*Task item*. Copy the lines below verbatim. Begin with the first and end with the line containing "stick X/Y |".

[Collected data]
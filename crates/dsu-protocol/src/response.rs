//! Server-to-client messages: the version reply, per-slot port info, and the
//! 100-byte pad-data datagram.
//!
//! ## Pad-data layout
//!
//! Offsets are relative to the start of the datagram; all multi-byte values
//! little-endian, floats IEEE-754.
//!
//! | Offset | Size | Field |
//! |--------|------|-------|
//! | 0  | 16 | header |
//! | 16 | 4  | message type (`MSG_PAD_DATA`) |
//! | 20 | 4  | pad id, state, model, connection type |
//! | 24 | 6  | MAC address octets |
//! | 30 | 2  | battery status, is-active |
//! | 32 | 4  | packet counter |
//! | 36 | 2  | button bitmaps (d-pad/meta, face/shoulder) |
//! | 38 | 2  | PS button, touch button |
//! | 40 | 4  | left stick X/Y, right stick X/Y |
//! | 44 | 4  | analog d-pad left, down, right, up |
//! | 48 | 4  | analog square, cross, circle, triangle |
//! | 52 | 2  | analog R1, L1 |
//! | 54 | 2  | trigger R2, L2 |
//! | 56 | 6  | touch #1: active, id, X, Y |
//! | 62 | 6  | touch #2: active, id, X, Y |
//! | 68 | 8  | motion timestamp (µs), low half first |
//! | 76 | 12 | accelerometer X, Y, Z |
//! | 88 | 12 | gyroscope X, Y, Z |
//!
//! Total 100 bytes, exactly what the Cemuhook consumer expects.

use padbridge_pad_types::{
    BatteryStatus, Buttons, ConnectionType, DualShockMeta, MotionVector, NormalizedReport,
    PadModel, PadState, StickPosition, TouchPoint,
};

use crate::header::{frame_response, parse_server_datagram};
use crate::ids::{
    MAX_PROTOCOL_VERSION, MSG_PAD_DATA, MSG_PORT_INFO, MSG_VERSION, PAD_DATA_LEN,
    PORT_INFO_BODY_LEN, VERSION_BODY_LEN,
};
use crate::wire::{PacketReader, PacketWriter};
use crate::{ProtocolError, ProtocolResult};

const PRESSED: u8 = 0xFF;

/// Build the version handshake reply.
pub fn version_response(server_id: u32) -> Vec<u8> {
    let mut body = PacketWriter::with_capacity(VERSION_BODY_LEN);
    body.write_u32_le(MSG_VERSION)
        .write_u32_le(MAX_PROTOCOL_VERSION as u32);
    frame_response(server_id, &body.into_inner())
}

fn write_meta(body: &mut PacketWriter, meta: &DualShockMeta) {
    body.write_u8(meta.pad_id)
        .write_u8(meta.state as u8)
        .write_u8(meta.model as u8)
        .write_u8(meta.connection as u8)
        .write_mac(meta.mac)
        .write_u8(meta.battery as u8);
}

/// Build one port-info reply for an occupied slot.
pub fn port_info_response(server_id: u32, meta: &DualShockMeta) -> Vec<u8> {
    let mut body = PacketWriter::with_capacity(PORT_INFO_BODY_LEN);
    body.write_u32_le(MSG_PORT_INFO);
    write_meta(&mut body, meta);
    body.write_u8(0);
    frame_response(server_id, &body.into_inner())
}

fn dpad_meta_bitmap(buttons: &Buttons) -> u8 {
    (u8::from(buttons.dpad_left) << 7)
        | (u8::from(buttons.dpad_down) << 6)
        | (u8::from(buttons.dpad_right) << 5)
        | (u8::from(buttons.dpad_up) << 4)
        | (u8::from(buttons.options) << 3)
        | (u8::from(buttons.r3) << 2)
        | (u8::from(buttons.l3) << 1)
        | u8::from(buttons.share)
}

fn face_shoulder_bitmap(buttons: &Buttons) -> u8 {
    (u8::from(buttons.square) << 7)
        | (u8::from(buttons.cross) << 6)
        | (u8::from(buttons.circle) << 5)
        | (u8::from(buttons.triangle) << 4)
        | (u8::from(buttons.r1) << 3)
        | (u8::from(buttons.l1) << 2)
        | (u8::from(buttons.r2) << 1)
        | u8::from(buttons.l2)
}

fn analog_from(pressed: bool) -> u8 {
    if pressed { PRESSED } else { 0x00 }
}

fn write_touch(body: &mut PacketWriter, touch: &TouchPoint) {
    body.write_bool(touch.is_active)
        .write_u8(touch.id)
        .write_u16_le(touch.x)
        .write_u16_le(touch.y);
}

/// Serialize one report into the 100-byte pad-data datagram.
pub fn pad_data_response(
    server_id: u32,
    meta: &DualShockMeta,
    report: &NormalizedReport,
) -> Vec<u8> {
    let mut body = PacketWriter::with_capacity(PAD_DATA_LEN);
    body.write_u32_le(MSG_PAD_DATA);
    write_meta(&mut body, meta);
    body.write_bool(meta.is_active)
        .write_u32_le(report.packet_counter);

    let buttons = &report.buttons;
    body.write_u8(dpad_meta_bitmap(buttons))
        .write_u8(face_shoulder_bitmap(buttons))
        .write_bool(buttons.ps)
        .write_bool(buttons.touch);

    body.write_u8(report.left_stick.x)
        .write_u8(report.left_stick.y)
        .write_u8(report.right_stick.x)
        .write_u8(report.right_stick.y);

    body.write_u8(analog_from(buttons.dpad_left))
        .write_u8(analog_from(buttons.dpad_down))
        .write_u8(analog_from(buttons.dpad_right))
        .write_u8(analog_from(buttons.dpad_up));
    body.write_u8(analog_from(buttons.square))
        .write_u8(analog_from(buttons.cross))
        .write_u8(analog_from(buttons.circle))
        .write_u8(analog_from(buttons.triangle));
    body.write_u8(analog_from(buttons.r1))
        .write_u8(analog_from(buttons.l1));
    body.write_u8(report.r2_analog).write_u8(report.l2_analog);

    write_touch(&mut body, &report.touch_first);
    write_touch(&mut body, &report.touch_second);

    body.write_u64_le(report.motion_timestamp_us);
    body.write_f32_le(report.accelerometer.x)
        .write_f32_le(report.accelerometer.y)
        .write_f32_le(report.accelerometer.z);
    body.write_f32_le(report.gyroscope.x)
        .write_f32_le(report.gyroscope.y)
        .write_f32_le(report.gyroscope.z);

    frame_response(server_id, &body.into_inner())
}

fn decode_state(value: u8) -> ProtocolResult<PadState> {
    match value {
        0x00 => Ok(PadState::Disconnected),
        0x01 => Ok(PadState::Reserved),
        0x02 => Ok(PadState::Connected),
        _ => Err(ProtocolError::BadFieldValue {
            field: "state",
            value,
        }),
    }
}

fn decode_model(value: u8) -> ProtocolResult<PadModel> {
    match value {
        0x00 => Ok(PadModel::None),
        0x01 => Ok(PadModel::PartialGyro),
        0x02 => Ok(PadModel::FullGyro),
        _ => Err(ProtocolError::BadFieldValue {
            field: "model",
            value,
        }),
    }
}

fn decode_connection(value: u8) -> ProtocolResult<ConnectionType> {
    match value {
        0x00 => Ok(ConnectionType::None),
        0x01 => Ok(ConnectionType::Usb),
        0x02 => Ok(ConnectionType::Bluetooth),
        _ => Err(ProtocolError::BadFieldValue {
            field: "connection",
            value,
        }),
    }
}

fn decode_battery(value: u8) -> ProtocolResult<BatteryStatus> {
    match value {
        0x00 => Ok(BatteryStatus::NotApplicable),
        0x01 => Ok(BatteryStatus::Dying),
        0x02 => Ok(BatteryStatus::Low),
        0x03 => Ok(BatteryStatus::Medium),
        0x04 => Ok(BatteryStatus::High),
        0x05 => Ok(BatteryStatus::Full),
        0xEE => Ok(BatteryStatus::Charging),
        0xEF => Ok(BatteryStatus::Charged),
        _ => Err(ProtocolError::BadFieldValue {
            field: "battery",
            value,
        }),
    }
}

fn read_meta(reader: &mut PacketReader<'_>) -> ProtocolResult<DualShockMeta> {
    Ok(DualShockMeta {
        pad_id: reader.read_u8()?,
        state: decode_state(reader.read_u8()?)?,
        model: decode_model(reader.read_u8()?)?,
        connection: decode_connection(reader.read_u8()?)?,
        mac: reader.read_mac()?,
        battery: decode_battery(reader.read_u8()?)?,
        is_active: false,
    })
}

fn read_touch(reader: &mut PacketReader<'_>) -> ProtocolResult<TouchPoint> {
    Ok(TouchPoint {
        is_active: reader.read_u8()? != 0,
        id: reader.read_u8()?,
        x: reader.read_u16_le()?,
        y: reader.read_u16_le()?,
    })
}

/// A decoded server-to-client datagram. Used by the probe client and the
/// round-trip tests; a DSU consumer would do the equivalent on its side.
#[derive(Debug, Clone, PartialEq)]
pub enum Response {
    Version { max_version: u32 },
    /// Port info carries no is-active flag; `meta.is_active` is `false`.
    PortInfo { meta: DualShockMeta },
    PadData { meta: DualShockMeta, report: NormalizedReport },
}

/// Validate and decode one server datagram.
pub fn parse_response(datagram: &[u8]) -> ProtocolResult<Response> {
    let (_, mut reader) = parse_server_datagram(datagram)?;
    let message_type = reader.read_u32_le()?;

    match message_type {
        MSG_VERSION => Ok(Response::Version {
            max_version: reader.read_u32_le()?,
        }),
        MSG_PORT_INFO => {
            let meta = read_meta(&mut reader)?;
            reader.skip(1)?;
            Ok(Response::PortInfo { meta })
        }
        MSG_PAD_DATA => {
            if datagram.len() != PAD_DATA_LEN {
                return Err(ProtocolError::Truncated {
                    expected: PAD_DATA_LEN,
                    actual: datagram.len(),
                });
            }
            let mut meta = read_meta(&mut reader)?;
            meta.is_active = reader.read_u8()? != 0;

            let packet_counter = reader.read_u32_le()?;
            let bitmap_a = reader.read_u8()?;
            let bitmap_b = reader.read_u8()?;
            let ps = reader.read_u8()? != 0;
            let touch = reader.read_u8()? != 0;

            let left_stick = StickPosition {
                x: reader.read_u8()?,
                y: reader.read_u8()?,
            };
            let right_stick = StickPosition {
                x: reader.read_u8()?,
                y: reader.read_u8()?,
            };

            // The analog button block repeats the bitmaps; skip it and the
            // shoulder pair, then pick up the true analog triggers.
            reader.skip(10)?;
            let r2_analog = reader.read_u8()?;
            let l2_analog = reader.read_u8()?;

            let touch_first = read_touch(&mut reader)?;
            let touch_second = read_touch(&mut reader)?;

            let motion_timestamp_us = reader.read_u64_le()?;
            let accelerometer = MotionVector {
                x: reader.read_f32_le()?,
                y: reader.read_f32_le()?,
                z: reader.read_f32_le()?,
            };
            let gyroscope = MotionVector {
                x: reader.read_f32_le()?,
                y: reader.read_f32_le()?,
                z: reader.read_f32_le()?,
            };

            let buttons = Buttons {
                dpad_left: bitmap_a & 0x80 != 0,
                dpad_down: bitmap_a & 0x40 != 0,
                dpad_right: bitmap_a & 0x20 != 0,
                dpad_up: bitmap_a & 0x10 != 0,
                options: bitmap_a & 0x08 != 0,
                r3: bitmap_a & 0x04 != 0,
                l3: bitmap_a & 0x02 != 0,
                share: bitmap_a & 0x01 != 0,
                square: bitmap_b & 0x80 != 0,
                cross: bitmap_b & 0x40 != 0,
                circle: bitmap_b & 0x20 != 0,
                triangle: bitmap_b & 0x10 != 0,
                r1: bitmap_b & 0x08 != 0,
                l1: bitmap_b & 0x04 != 0,
                r2: bitmap_b & 0x02 != 0,
                l2: bitmap_b & 0x01 != 0,
                ps,
                touch,
            };

            Ok(Response::PadData {
                meta,
                report: NormalizedReport {
                    packet_counter,
                    buttons,
                    left_stick,
                    right_stick,
                    l2_analog,
                    r2_analog,
                    touch_first,
                    touch_second,
                    motion_timestamp_us,
                    accelerometer,
                    gyroscope,
                },
            })
        }
        other => Err(ProtocolError::UnknownMessageType(other)),
    }
}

*Result*.
filename crates/dsu-protocol/src/response.rs
//! Server-to-client messages: the version reply, per-slot port info, and the
//! 100-byte pad-data datagram.
//!
//! ## Pad-data layout
//!
//! Offsets are relative to the start of the datagram; all multi-byte values
//! little-endian, floats IEEE-754.
//!
//! | Offset | Size | Field |
//! |--------|------|-------|
//! | 0  | 16 | header |
//! | 16 | 4  | message type (`MSG_PAD_DATA`) |
//! | 20 | 4  | pad id, state, model, connection type |
//! | 24 | 6  | MAC address octets |
//! | 30 | 2  | battery status, is-active |
//! | 32 | 4  | packet counter |
//! | 36 | 2  | button bitmaps (d-pad/meta, face/shoulder) |
//! | 38 | 2  | PS button, touch button |
//! | 40 | 4  | left stick X/Y, right stick X/Y |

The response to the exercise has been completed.